Stored data:
____________
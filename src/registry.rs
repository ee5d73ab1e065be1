//! Component registry: stable integer ids for component types.

use std::any::{type_name, TypeId};

use rustc_hash::FxHashMap;

use crate::component::Component;
use crate::error::{EcsError, Result};

/// Stable integer id assigned to a component type on first registration.
#[derive(Debug, Clone, Copy, PartialEq, Eq, PartialOrd, Ord, Hash)]
pub struct ComponentId(pub u32);

impl ComponentId {
    /// A stable id derived directly from `TypeId`, independent of any
    /// particular [`ComponentRegistry`] instance. `SystemAccess` conflict
    /// checks only need equal types to compare equal and distinct types to
    /// compare distinct; they don't need the small, densely-packed ids a
    /// registry hands out, so they use this instead of threading a
    /// `&ComponentRegistry` through every system declaration.
    pub fn of<T: Component>() -> Self {
        use std::hash::{Hash, Hasher};
        let mut hasher = rustc_hash::FxHasher::default();
        TypeId::of::<T>().hash(&mut hasher);
        ComponentId(hasher.finish() as u32)
    }
}

/// Metadata recorded for a registered component type.
#[derive(Debug, Clone, Copy)]
pub struct ComponentInfo {
    pub id: ComponentId,
    pub type_id: TypeId,
    pub type_name: &'static str,
    pub size: usize,
    pub alignment: usize,
    pub is_tag: bool,
    pub drop_fn: Option<unsafe fn(*mut u8)>,
}

/// Assigns and records [`ComponentInfo`] for every component type used by a
/// world. Re-registration is idempotent.
#[derive(Default)]
pub struct ComponentRegistry {
    infos: Vec<ComponentInfo>,
    by_type: FxHashMap<TypeId, ComponentId>,
}

impl ComponentRegistry {
    pub fn new() -> Self {
        Self::default()
    }

    /// Register `T`, or return its existing [`ComponentInfo`] if already
    /// registered. `is_tag` marks a zero-size marker component.
    pub fn register<T: Component>(&mut self, is_tag: bool) -> ComponentInfo {
        let type_id = TypeId::of::<T>();
        if let Some(&id) = self.by_type.get(&type_id) {
            return self.infos[id.0 as usize];
        }

        let id = ComponentId(self.infos.len() as u32);
        let info = ComponentInfo {
            id,
            type_id,
            type_name: type_name::<T>(),
            size: std::mem::size_of::<T>(),
            alignment: std::mem::align_of::<T>().max(1),
            is_tag: is_tag || std::mem::size_of::<T>() == 0,
            drop_fn: if std::mem::needs_drop::<T>() {
                Some(|ptr| unsafe { std::ptr::drop_in_place(ptr as *mut T) })
            } else {
                None
            },
        };
        self.infos.push(info);
        self.by_type.insert(type_id, id);
        info
    }

    /// Same as [`register`](Self::register) with `is_tag = false`.
    pub fn get_or_register<T: Component>(&mut self) -> ComponentInfo {
        self.register::<T>(false)
    }

    pub fn get_by_type<T: Component>(&self) -> Option<ComponentInfo> {
        self.by_type
            .get(&TypeId::of::<T>())
            .map(|&id| self.infos[id.0 as usize])
    }

    pub fn get_by_id(&self, id: ComponentId) -> Option<ComponentInfo> {
        self.infos.get(id.0 as usize).copied()
    }

    pub fn is_registered<T: Component>(&self) -> bool {
        self.by_type.contains_key(&TypeId::of::<T>())
    }

    pub fn require<T: Component>(&self) -> Result<ComponentInfo> {
        self.get_by_type::<T>()
            .ok_or(EcsError::UnregisteredType(type_name::<T>()))
    }

    pub fn iter(&self) -> impl Iterator<Item = &ComponentInfo> {
        self.infos.iter()
    }

    pub fn len(&self) -> usize {
        self.infos.len()
    }

    pub fn is_empty(&self) -> bool {
        self.infos.is_empty()
    }
}

#[cfg(test)]
mod tests {
    use super::*;

    struct Position;
    struct Velocity;
    struct Marker;

    #[test]
    fn register_assigns_incrementing_ids() {
        let mut reg = ComponentRegistry::new();
        let p = reg.register::<Position>(false);
        let v = reg.register::<Velocity>(false);
        assert_eq!(p.id.0, 0);
        assert_eq!(v.id.0, 1);
    }

    #[test]
    fn reregistration_is_idempotent() {
        let mut reg = ComponentRegistry::new();
        let first = reg.register::<Position>(false);
        let second = reg.register::<Position>(false);
        assert_eq!(first.id, second.id);
        assert_eq!(reg.len(), 1);
    }

    #[test]
    fn zero_sized_types_are_tags() {
        let mut reg = ComponentRegistry::new();
        let info = reg.register::<Marker>(false);
        assert!(info.is_tag);
        assert_eq!(info.size, 0);
    }

    #[test]
    fn unregistered_lookup_fails() {
        let reg = ComponentRegistry::new();
        assert!(reg.require::<Position>().is_err());
    }
}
____________
# TASK GOAL
Output exactly the span of lines beginning at the first line of the records and ending at the line that holds "PartialOrd, Ord, Hash)]", inclusive, with no other text.

# SOLVED PROBLEM
filename src/registry.rs
repository ee5d73ab1e065be1
//! Component registry: stable integer ids for component types.

use std::any::{type_name, TypeId};

use rustc_hash::FxHashMap;

use crate::component::Component;
use crate::error::{EcsError, Result};

/// Stable integer id assigned to a component type on first registration.
#[derive(Debug, Clone, Copy, PartialEq, Eq, PartialOrd, Ord, Hash)]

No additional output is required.